Des risques cyber protéiformes pour l’industrie

Malgré l’importance fondamentale des flux de données dans les réseaux OT, certains industriels peinent à traiter les problématiques qui y sont liées. Loin des attaques malveillantes, leurs priorités quotidiennes sont d’assurer la sécurité de leurs équipes de terrain, qui cohabitent avec des machines lourdes et potentiellement dangereuses, et la continuité des chaînes de production.

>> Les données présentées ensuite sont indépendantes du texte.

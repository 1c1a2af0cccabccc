fn main() {
    if let Err(err) = mapping_rs_editor::run() {
        eprintln!("error: {err}");
        std::process::exit(1);
    }
}
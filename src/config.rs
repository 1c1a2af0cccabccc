use serde::{Deserialize, Serialize};
use std::path::Path;

/// Fixed header/row heights used to place connection points on objects.
#[derive(Debug, Clone, Serialize, Deserialize)]
pub struct PortConfig {
    pub header_height: f32,
    pub row_height: f32,
    pub group_header_height: f32,
}

impl Default for PortConfig {
    fn default() -> Self {
        Self {
            header_height: 28.0,
            row_height: 24.0,
            group_header_height: 30.0,
        }
    }
}

/// Declared sizes for headless runs (see `geometry::SizeTable::declared`).
#[derive(Debug, Clone, Serialize, Deserialize)]
pub struct SizingConfig {
    pub vertex_width: f32,
    pub boundary_padding: f32,
    pub min_boundary_width: f32,
}

impl Default for SizingConfig {
    fn default() -> Self {
        Self {
            vertex_width: 160.0,
            boundary_padding: 10.0,
            min_boundary_width: 180.0,
        }
    }
}

#[derive(Debug, Clone, Serialize, Deserialize)]
pub struct LayoutConfig {
    /// y of the first branch.
    pub top: f32,
    /// Width of one level band before it is widened to the widest object.
    pub group_width: f32,
    /// Horizontal gap between level bands.
    pub column_gap: f32,
    /// Vertical gap between stacked objects.
    pub row_gap: f32,
    pub branch_gap: f32,
    /// Distance between the widest branch and the constant lane.
    pub lane_gap: f32,
    pub overlap_tolerance: f32,
    /// Extra drop applied below an edge crossing.
    pub crossing_offset: f32,
    pub max_crossing_repairs: usize,
    pub ports: PortConfig,
    pub sizing: SizingConfig,
}

impl Default for LayoutConfig {
    fn default() -> Self {
        Self {
            top: 20.0,
            group_width: 200.0,
            column_gap: 60.0,
            row_gap: 20.0,
            branch_gap: 40.0,
            lane_gap: 60.0,
            overlap_tolerance: 2.0,
            crossing_offset: 15.0,
            max_crossing_repairs: 32,
            ports: PortConfig::default(),
            sizing: SizingConfig::default(),
        }
    }
}

#[derive(Debug, Clone, Serialize, Deserialize)]
pub struct HistoryConfig {
    pub max_size: usize,
}

impl Default for HistoryConfig {
    fn default() -> Self {
        Self {
            max_size: crate::history::DEFAULT_MAX_SIZE,
        }
    }
}

#[derive(Debug, Clone, Default)]
pub struct Config {
    pub layout: LayoutConfig,
    pub history: HistoryConfig,
}

#[derive(Debug, Default, Deserialize)]
#[serde(rename_all = "camelCase")]
struct ConfigFile {
    layout: Option<LayoutConfigFile>,
    history: Option<HistoryConfigFile>,
}

#[derive(Debug, Default, Deserialize)]
#[serde(rename_all = "camelCase")]
struct LayoutConfigFile {
    top: Option<f32>,
    group_width: Option<f32>,
    column_gap: Option<f32>,
    row_gap: Option<f32>,
    branch_gap: Option<f32>,
    lane_gap: Option<f32>,
    overlap_tolerance: Option<f32>,
    crossing_offset: Option<f32>,
    max_crossing_repairs: Option<usize>,
    header_height: Option<f32>,
    row_height: Option<f32>,
    group_header_height: Option<f32>,
    vertex_width: Option<f32>,
    boundary_padding: Option<f32>,
    min_boundary_width: Option<f32>,
}

#[derive(Debug, Default, Deserialize)]
#[serde(rename_all = "camelCase")]
struct HistoryConfigFile {
    max_size: Option<usize>,
}

pub fn load_config(path: Option<&Path>) -> anyhow::Result<Config> {
    let Some(path) = path else {
        return Ok(Config::default());
    };
    let contents = std::fs::read_to_string(path)?;
    parse_config(&contents)
}

/// Overlay a JSON5 config document on the defaults. Every key is optional.
pub fn parse_config(contents: &str) -> anyhow::Result<Config> {
    let mut config = Config::default();
    let parsed: ConfigFile = json5::from_str(contents)?;

    if let Some(file) = parsed.layout {
        let layout = &mut config.layout;
        if let Some(v) = file.top {
            layout.top = v;
        }
        if let Some(v) = file.group_width {
            layout.group_width = v;
        }
        if let Some(v) = file.column_gap {
            layout.column_gap = v;
        }
        if let Some(v) = file.row_gap {
            layout.row_gap = v;
        }
        if let Some(v) = file.branch_gap {
            layout.branch_gap = v;
        }
        if let Some(v) = file.lane_gap {
            layout.lane_gap = v;
        }
        if let Some(v) = file.overlap_tolerance {
            layout.overlap_tolerance = v.max(0.0);
        }
        if let Some(v) = file.crossing_offset {
            layout.crossing_offset = v;
        }
        if let Some(v) = file.max_crossing_repairs {
            layout.max_crossing_repairs = v;
        }
        if let Some(v) = file.header_height {
            layout.ports.header_height = v;
        }
        if let Some(v) = file.row_height {
            layout.ports.row_height = v;
        }
        if let Some(v) = file.group_header_height {
            layout.ports.group_header_height = v;
        }
        if let Some(v) = file.vertex_width {
            layout.sizing.vertex_width = v;
        }
        if let Some(v) = file.boundary_padding {
            layout.sizing.boundary_padding = v;
        }
        if let Some(v) = file.min_boundary_width {
            layout.sizing.min_boundary_width = v;
        }
    }

    if let Some(file) = parsed.history
        && let Some(v) = file.max_size
    {
        config.history.max_size = v;
    }

    Ok(config)
}

#[cfg(test)]
mod tests {
    use super::*;

    #[test]
    fn empty_document_keeps_defaults() {
        let config = parse_config("{}").unwrap();
        assert_eq!(config.history.max_size, 100);
        assert_eq!(config.layout.row_gap, LayoutConfig::default().row_gap);
    }

    #[test]
    fn overlays_json5_values() {
        let config = parse_config(
            r#"{
                // tighter packing
                layout: { rowGap: 8, headerHeight: 20, vertexWidth: 120, },
                history: { maxSize: 5 },
            }"#,
        )
        .unwrap();
        assert_eq!(config.layout.row_gap, 8.0);
        assert_eq!(config.layout.ports.header_height, 20.0);
        assert_eq!(config.layout.sizing.vertex_width, 120.0);
        assert_eq!(config.layout.column_gap, LayoutConfig::default().column_gap);
        assert_eq!(config.history.max_size, 5);
    }

    #[test]
    fn rejects_malformed_config() {
        assert!(parse_config("{ layout: ").is_err());
    }
}
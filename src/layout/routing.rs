use crate::config::PortConfig;
use crate::geometry::{Point, Rect, Size};
use crate::ir::{AreaStore, ConnectionPoint, Endpoint};

const PARALLEL_EPS: f32 = 1e-6;

#[derive(Debug, Clone, Copy, PartialEq, Eq)]
pub enum Role {
    /// Leaves the owner's right edge.
    Source,
    /// Enters the owner's left edge.
    Target,
}

pub(crate) fn connection_offset_y(point: ConnectionPoint, ports: &PortConfig) -> f32 {
    match point {
        ConnectionPoint::GroupHeader => ports.group_header_height / 2.0,
        ConnectionPoint::ItemHeader => ports.header_height / 2.0,
        ConnectionPoint::Field(index) => {
            ports.header_height + index as f32 * ports.row_height + ports.row_height / 2.0
        }
    }
}

pub(crate) fn connection_point_at(
    origin: Point,
    size: Size,
    point: ConnectionPoint,
    role: Role,
    ports: &PortConfig,
) -> Point {
    let x = match role {
        Role::Source => origin.x + size.width,
        Role::Target => origin.x,
    };
    Point::new(x, origin.y + connection_offset_y(point, ports))
}

/// Vertical position of an endpoint using the positions stored in `area`.
/// `None` when the endpoint is malformed.
pub(crate) fn endpoint_y(area: &AreaStore, endpoint: &Endpoint, ports: &PortConfig) -> Option<f32> {
    let owner = area.endpoint_owner(endpoint)?;
    let point = endpoint.connection_point(owner)?;
    Some(owner.y + connection_offset_y(point, ports))
}

/// Intersection of segments `a1→a2` and `b1→b2`. Parallel and coincident
/// segments report no intersection.
pub(crate) fn segment_intersection(a1: Point, a2: Point, b1: Point, b2: Point) -> Option<Point> {
    let r = (a2.x - a1.x, a2.y - a1.y);
    let s = (b2.x - b1.x, b2.y - b1.y);
    let denom = r.0 * s.1 - r.1 * s.0;
    if denom.abs() <= PARALLEL_EPS {
        return None;
    }
    let qp = (b1.x - a1.x, b1.y - a1.y);
    let t = (qp.0 * s.1 - qp.1 * s.0) / denom;
    let u = (qp.0 * r.1 - qp.1 * r.0) / denom;
    if !(0.0..=1.0).contains(&t) || !(0.0..=1.0).contains(&u) {
        return None;
    }
    Some(Point::new(a1.x + t * r.0, a1.y + t * r.1))
}

/// Lowest point where the segment crosses one of the box's four sides.
pub(crate) fn lowest_crossing(from: Point, to: Point, rect: &Rect) -> Option<Point> {
    rect.sides()
        .iter()
        .filter_map(|(s0, s1)| segment_intersection(from, to, *s0, *s1))
        .max_by(|a, b| a.y.total_cmp(&b.y))
}
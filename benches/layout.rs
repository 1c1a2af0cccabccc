use criterion::{BenchmarkId, Criterion, criterion_group, criterion_main};
use mapping_rs_editor::config::Config;
use mapping_rs_editor::editor::Editor;
use mapping_rs_editor::geometry::SizeTable;
use mapping_rs_editor::ir::{Area, Edge, Endpoint, GraphObject, GraphStore};
use mapping_rs_editor::layout::{analyze_connectivity, compute_auto_layout};
use std::hint::black_box;

/// `entries` input fields feeding chains of `depth` operations, with every
/// other node fanning out to the next chain as well, plus a few constants.
fn mapping_graph(entries: usize, depth: usize) -> GraphStore {
    let mut store = GraphStore::new();
    let fields: Vec<String> = (0..entries).map(|i| format!("f{i}")).collect();
    store
        .input
        .insert(GraphObject::vertex("msg", "msg").with_fields(fields.iter().cloned()));
    store
        .output
        .insert(GraphObject::vertex("out", "out").with_fields(fields.iter().cloned()));

    let node = |chain: usize, step: usize| format!("op-{chain}-{step}");
    let mut edge_id = 0usize;
    let mut link = |store: &mut GraphStore, from: Endpoint, to: Endpoint| {
        edge_id += 1;
        store.edges.push(Edge::new(&format!("e{edge_id}"), from, to));
    };

    for chain in 0..entries {
        for step in 0..depth {
            let id = node(chain, step);
            store
                .operations
                .insert(GraphObject::vertex(&id, &id).with_fields(["in", "out"]));
        }
        link(
            &mut store,
            Endpoint::new(Area::Input, "msg", &fields[chain]),
            Endpoint::new(Area::Operations, &node(chain, 0), "in"),
        );
        for step in 1..depth {
            link(
                &mut store,
                Endpoint::new(Area::Operations, &node(chain, step - 1), "out"),
                Endpoint::new(Area::Operations, &node(chain, step), "in"),
            );
            if step % 2 == 0 && chain + 1 < entries {
                link(
                    &mut store,
                    Endpoint::new(Area::Operations, &node(chain, step - 1), "out"),
                    Endpoint::new(Area::Operations, &node(chain + 1, step), "in"),
                );
            }
        }
        link(
            &mut store,
            Endpoint::new(Area::Operations, &node(chain, depth - 1), "out"),
            Endpoint::new(Area::Output, "out", &fields[chain]),
        );
        if chain % 3 == 0 {
            let constant = format!("const-{chain}");
            store
                .operations
                .insert(GraphObject::vertex(&constant, &constant).with_fields(["value"]));
            link(
                &mut store,
                Endpoint::new(Area::Operations, &constant, "value"),
                Endpoint::new(Area::Output, "out", &fields[chain]),
            );
        }
    }
    store
}

fn bench_connectivity(c: &mut Criterion) {
    let config = Config::default();
    let mut group = c.benchmark_group("connectivity");
    for (entries, depth) in [(4, 4), (16, 8), (48, 12)] {
        let store = mapping_graph(entries, depth);
        group.bench_with_input(
            BenchmarkId::from_parameter(format!("{entries}x{depth}")),
            &store,
            |b, store| {
                b.iter(|| {
                    let result = analyze_connectivity(black_box(store), Area::Operations, &config.layout.ports);
                    black_box(result.branches.len());
                });
            },
        );
    }
    group.finish();
}

fn bench_layout(c: &mut Criterion) {
    let config = Config::default();
    let mut group = c.benchmark_group("auto_layout");
    for (entries, depth) in [(4, 4), (16, 8), (48, 12)] {
        let store = mapping_graph(entries, depth);
        let sizes = SizeTable::declared(&store, &config.layout);
        group.bench_with_input(
            BenchmarkId::from_parameter(format!("{entries}x{depth}")),
            &store,
            |b, store| {
                b.iter(|| {
                    let layout = compute_auto_layout(black_box(store), Area::Operations, &sizes, &config.layout);
                    black_box(layout.map(|layout| layout.moves.len()));
                });
            },
        );
    }
    group.finish();
}

fn bench_undo_redo(c: &mut Criterion) {
    let config = Config::default();
    let store = mapping_graph(16, 8);
    let sizes = SizeTable::declared(&store, &config.layout);
    let mut editor = Editor::new(store, sizes, &config);
    editor.run_auto_layout(Area::Operations);
    c.bench_function("undo_redo_layout", |b| {
        b.iter(|| {
            black_box(editor.undo());
            black_box(editor.redo());
        });
    });
}

criterion_group!(
    name = benches;
    config = Criterion::default();
    targets = bench_connectivity, bench_layout, bench_undo_redo
);
criterion_main!(benches);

Il faut garder en tête que les risques peuvent être la conséquence de négligences et ne pas se concentrer que sur les d’attaques malveillantes directes. Comme il y a beaucoup d’intervenants dans une usine, chaque passage ou intervention constitue une porte d’entrée potentielle supplémentaire

Thierry Hernandez, chargé de comptes industriels Stormshield

Côté menaces cyber dans l’OT, « il faut garder en tête que les risques peuvent être la conséquence de négligences et ne pas se concentrer que sur les attaques malveillantes directes, estime Thierry Hernandez. Comme il y a beaucoup d’intervenants dans une usine, chaque passage ou intervention constitue une porte d’entrée potentielle supplémentaire. » Des opérations de routine industrielle comme la télémaintenance et les campagnes de mises à jour se transforment alors en potentielles vulnérabilités. Par exemple, pour s’assurer que la télémaintenance ne devienne pas un vecteur de menace, il convient par exemple de s’assurer que les opérateurs n’aient accès qu’aux machines nécessaires. L’authentification des utilisateurs et les privilèges associés deviennent alors des points essentiels à maitriser.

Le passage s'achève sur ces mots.